I’ve weighed in a number of times on various style crimes in the English language, starting with my rant on this grammar felony. Now Abhishek, India’s up-and-coming podcaster, tells me that he’d like more on style and language on this blog. Well, Abhishek, this one’s for you.
We’re in the middle of a financial meltdown, you may have noticed. Well, meltdown is a metaphor, from the nuclear industry. It’s fine to use metaphors from time to time. But let’s have a look at two articles published in the last hour by esteemed organizations, the New York Times and the Associated Press, about today’s market drop (another metaphor).
First, the two opening paragraphs of the NYT article:
Stocks fell by nearly 9 percent on Monday — the worst single-day drop in two decades — after the government’s bailout plan, touted by its supporters as a balm for the current market stress, failed to pass the House of Representatives, setting off a fresh wave of anxious selling.
In yet another day that has shaken the embattled canyons of Wall Street, the Dow Jones industrials fell 777.68 points after it became clear that the legislation could not muster the support it needed to pass the House.
You notice I had some fun here by giving colors to each kind of metaphor. This was actually quite hard, because I ran out of colors of sufficient contrast. And that’s exactly my point.
In a passage of 85 words, I counted nine different kinds of metaphors, and I was being conservative. That things should be falling and dropping and otherwise succumbing to gravity when prices are going down seems obvious. That bailout nowadays refers more to Wall Street than to ships in distress I can accept. But….
… do we really need–simultaneously!–to imagine ointments (balm) for wounds, in this case stress, as well as waves, even though these do not go on to deluge anything, but rather shake things? In fact, it turns out that the things being shaken are canyons, which makes us wait for some quaking or perhaps erosion. Instead, we discover that the canyons are embattled (although it is not clear by whom). Just as I settle in for more siege and war images, I am asked to go back to falling, and then to take a side trip to mustering, with an image of congressmen standing at attention.
Ouch. My head is spinning. If the writer just wants me to know that this is all really bad, well, I get it. But do I need word torture as well?
Surely, this one slipped through the editors. The Associate Press, in its opening paragraph, probably does it better. Let’s see:
Wall Street’s worst fears came to pass Monday, when the government’s financial bailout plan failed in Congress and stocks plunged precipitously — hurtling the Dow Jones industrials down nearly 780 points in their largest one-day point drop ever. Credit markets, whose turmoil helped feed the stock market’s angst, froze up further amid the growing belief that the country is headed into a spreading credit and economic crisis.

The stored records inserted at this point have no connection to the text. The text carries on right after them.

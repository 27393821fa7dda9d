#![allow(dead_code)]

use std::sync::Arc;

use async_trait::async_trait;
use axum::Router;
use axum_test::TestServer;
use quickstart_core::{
    InMemoryUserCollection, StoreError, UserChangeSet, UserCollection, UserDocument,
};
use quickstart_server::{
    create_app,
    infra::{app_state::AppState, config::Config},
};
use uuid::Uuid;

pub fn test_config() -> Config {
    let mut config = Config::default();
    config.server.host = "127.0.0.1".into();
    config.server.port = 0;
    config.dev_mode = true;
    config
}

#[derive(Debug)]
pub struct TestApp {
    pub router: Router,
    pub state: AppState,
    pub users: Arc<InMemoryUserCollection>,
}

pub fn build_test_app() -> TestApp {
    build_test_app_with(InMemoryUserCollection::new())
}

pub fn build_test_app_with(collection: InMemoryUserCollection) -> TestApp {
    let users = Arc::new(collection);
    let state = AppState::new(Arc::new(test_config()), users.clone());
    let router = create_app(state.clone());
    TestApp {
        router,
        state,
        users,
    }
}

pub fn test_server() -> (TestServer, Arc<InMemoryUserCollection>) {
    let app = build_test_app();
    let server = TestServer::new(app.router).expect("build test server");
    (server, app.users)
}

/// A collection whose every call fails, standing in for an unreachable
/// database.
#[derive(Debug, Default)]
pub struct UnavailableCollection;

fn unavailable() -> StoreError {
    StoreError::Internal("connection refused".into())
}

#[async_trait]
impl UserCollection for UnavailableCollection {
    async fn list_all(&self) -> quickstart_core::Result<Vec<UserDocument>> {
        Err(unavailable())
    }

    async fn find_by_id(&self, _id: Uuid) -> quickstart_core::Result<Option<UserDocument>> {
        Err(unavailable())
    }

    async fn find_by_username(
        &self,
        _username: &str,
    ) -> quickstart_core::Result<Option<UserDocument>> {
        Err(unavailable())
    }

    async fn insert(&self, _doc: &UserDocument) -> quickstart_core::Result<()> {
        Err(unavailable())
    }

    async fn update_by_id(
        &self,
        _id: Uuid,
        _changes: &UserChangeSet,
    ) -> quickstart_core::Result<Option<UserDocument>> {
        Err(unavailable())
    }

    async fn delete_by_id(&self, _id: Uuid) -> quickstart_core::Result<bool> {
        Err(unavailable())
    }

    async fn health_check(&self) -> quickstart_core::Result<()> {
        Err(unavailable())
    }
}

pub fn unavailable_server() -> TestServer {
    let state = AppState::new(Arc::new(test_config()), Arc::new(UnavailableCollection));
    TestServer::new(create_app(state)).expect("build test server")
}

Oh well. So we have the bailout, then a whole lot of plunging and dropping with some hurtling (not the same thing) thrown in. Fine. But now we also get turmoil and then, instead of waves and canyons, feeding! Of angst, no less, which I recall means fear in German. This fear is apparently what caused a temperature drop because the markets froze. And this in September. While this was going on various things were either growing or spreading.
Pulitzers to all involved.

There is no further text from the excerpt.